До падения в мир становления (или рождения) люди были «там», в мире ином и невидимом, чистыми душами, без тел, составляя часть ноэтического мира. Они были отличимые друг от друга, но не отделенные (поскольку там все части взаимопроникают друг в друга и являются всем Умом), все партиципировали миру подлинного бытия, которым и является этот высший мир. Будучи частями ума и чистыми душами, люди, оставаясь во всем такими же «другими» людьми, были богами (Enneadae 4.14). Глубокая мистика этих положений очевидна.
Единое является эксплицитной целью метафоры восхождения души (1.6.7; 1.6.9 и т.д.), при этом философ часто пишет также о возвращении или «пробуждении» истинного «я» человека (4.8.1.1). Каждый человек обладает особой внутренней силой, которую почти никто не умеет использовать, но, научившись этому, можно достигнуть единения с Единым (1.6.8; 6.5.1; 6.9.4 и т.д.). Стадии восхождения души включают в себя аскетизм, очищение, практику добродетелей, любовь и ведут от чувственно воспринимаемого мира к миру Души, а затем – от сферы Души к универсуму чистых идей или интеллекта, т.е. к вселенной Ума. Этот мистический процесс наиболее детально описывает Р. Арну (9), которому, mutates mutandis, целесообразно последовать в том, что относится к заявленной теме.

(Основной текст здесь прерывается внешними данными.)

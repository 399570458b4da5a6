//! Per-case views joined from the unified printing table and the cassette
//! layout.

use log::debug;

use super::table::Table;
use crate::data::DataError;

const PRINTING_CASE_02: [&str; 5] = ["run_id", "SpotNumber", "XOffset", "YOffset", "TaskName2"];
const PRINTING_CASE_03: [&str; 6] = [
    "run_id",
    "RowNumber",
    "SpotNumber",
    "XOffset",
    "YOffset",
    "TaskName2",
];

pub fn view_case_01(printing: &Table) -> Table {
    printing
        .select(&["run_id", "SpotNumber", "XOffset", "YOffset"])
        .dedup()
}

fn join_pallettes(printing: &Table, pallettes: &Table) -> Result<Table, DataError> {
    let right = pallettes
        .select(&["pallette_number", "substrate_barcode"])
        .dedup();
    printing.left_join(&right, &["TaskName2"], &["substrate_barcode"])
}

pub fn view_case_02(printing: &Table, pallettes: &Table) -> Result<Table, DataError> {
    let joined = join_pallettes(&printing.select(&PRINTING_CASE_02), pallettes)?;
    debug!("case 02 join: {} -> {} rows", printing.len(), joined.len());
    joined.select_required(
        &["run_id", "SpotNumber", "XOffset", "YOffset", "pallette_number"],
        "view_case_02",
    )
}

pub fn view_case_03(
    printing: &Table,
    pallettes: &Table,
    cassettes: &Table,
) -> Result<Table, DataError> {
    let joined = join_pallettes(&printing.select(&PRINTING_CASE_03), pallettes)?;
    let right = cassettes
        .select(&["cassette_number", "substrate_barcode", "run"])
        .dedup();
    let joined = joined.left_join(&right, &["run_id", "TaskName2"], &["run", "substrate_barcode"])?;
    debug!("case 03 join: {} -> {} rows", printing.len(), joined.len());
    joined.select_required(
        &[
            "run_id",
            "RowNumber",
            "SpotNumber",
            "XOffset",
            "YOffset",
            "cassette_number",
            "pallette_number",
        ],
        "view_case_03",
    )
}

Чтобы подняться к Богу-Единому, необходимо, пишет Плотин, отделить от себя все внешнее и полностью обратиться к тому, что внутри, вступить в самого себя (6.9.7.17). Обратиться душе к себе и познать себя – значит познать Бога (6.9.11), от Которого она произошла и от Которого зависит. Точно так же душа, желая прийти к Уму, должна повернуться к глубочайшему в себе – уму, а этот последний, если захочет созерцать Единое, являющееся «внутренним Умом» (5.3.14.15), также должен войти в себя «как в Святилище», поднявшись над всеми вещами (5.1.6.12), ибо, обращаясь к себе, Нус также обращается к своему первоначалу, как и душа – к своему (т.е. к Нему). Более того, Ум становится Умом только обращаясь к Единому и созерцая Его (5.1.6.12): таким образом, Плотин эксплицитно указывает на деифицирующее воздействие созерцания эминентного Начала; достаточно обратиться к Нему – и благотворное воздействие высшего Блага начнет действовать, наполняя созерцающего бытием и умом (5.2.1.9). Механизм этого мистического преобразования, по-видимому, заключается во «вложении» созерцаемого в наблюдающего, после чего первое и начинает действовать в последнем (1.2.4). При этом само Единое, будучи всегда вокруг нас, не стремится к человеку, это люди постоянно устремляются к Нему.
Бог репрезентирован повсюду тем, кто может Его принять, в том числе, и тем сущим, которые не знают об этом. Существо, измаранное материей, все еще сохраняет причастность к Богу, но не может Его воспринимать, поэтому для уподобления Богу и воссоединения с Ним необходимо очищение, которое заключается в собирании себя посредством возвращения в себя через элиминацию всего внешнего и телесного; именно последнее является той инаковостью, которая отделяет душу от Бога. По словам Плотина, люди присутствуют в Едином, когда «инаковости» не имеют (6.9.8). Пока душа пребывает в теле, она спит; подлинным пробуждением для нее является отделение от тела. Поэтому следует, насколько возможно, удаляться от него (1.2.5; 6.4.16); необходимо закрыть телесные глаза (одна из интерпретаций термина «мист», посвященный), чтобы открылось зрение духа, которым обладают все люди, но мало им пользуются (1.6.8). В этом и заключается плотиновская схема катарсиса: устранение, отделение (1.2.5), разделение (3.6.5), удаление (6.9.4), освобождение, обращение, бегство. Чтобы душа осталась одна, ни с чем не смешанной и удаленной от плоти, а лучше, как делает мудрый, – от всего, что не есть Единое, в том числе логоса и прекрасных зрелищ, одним словом, всего, приставшего к душе вследствие рождения и ей чуждого (¥fele p£nta – 5.3.17; 4.3.32.22; 6.8.19; 1.2.3; 4.7.14.10). Речь идет не только о чувственных ощущениях, но и о связанных с ними представлениях и мыслях. И лишь после пурификации и перфекции души и ума возможно обращение к Благу и единение с Ним.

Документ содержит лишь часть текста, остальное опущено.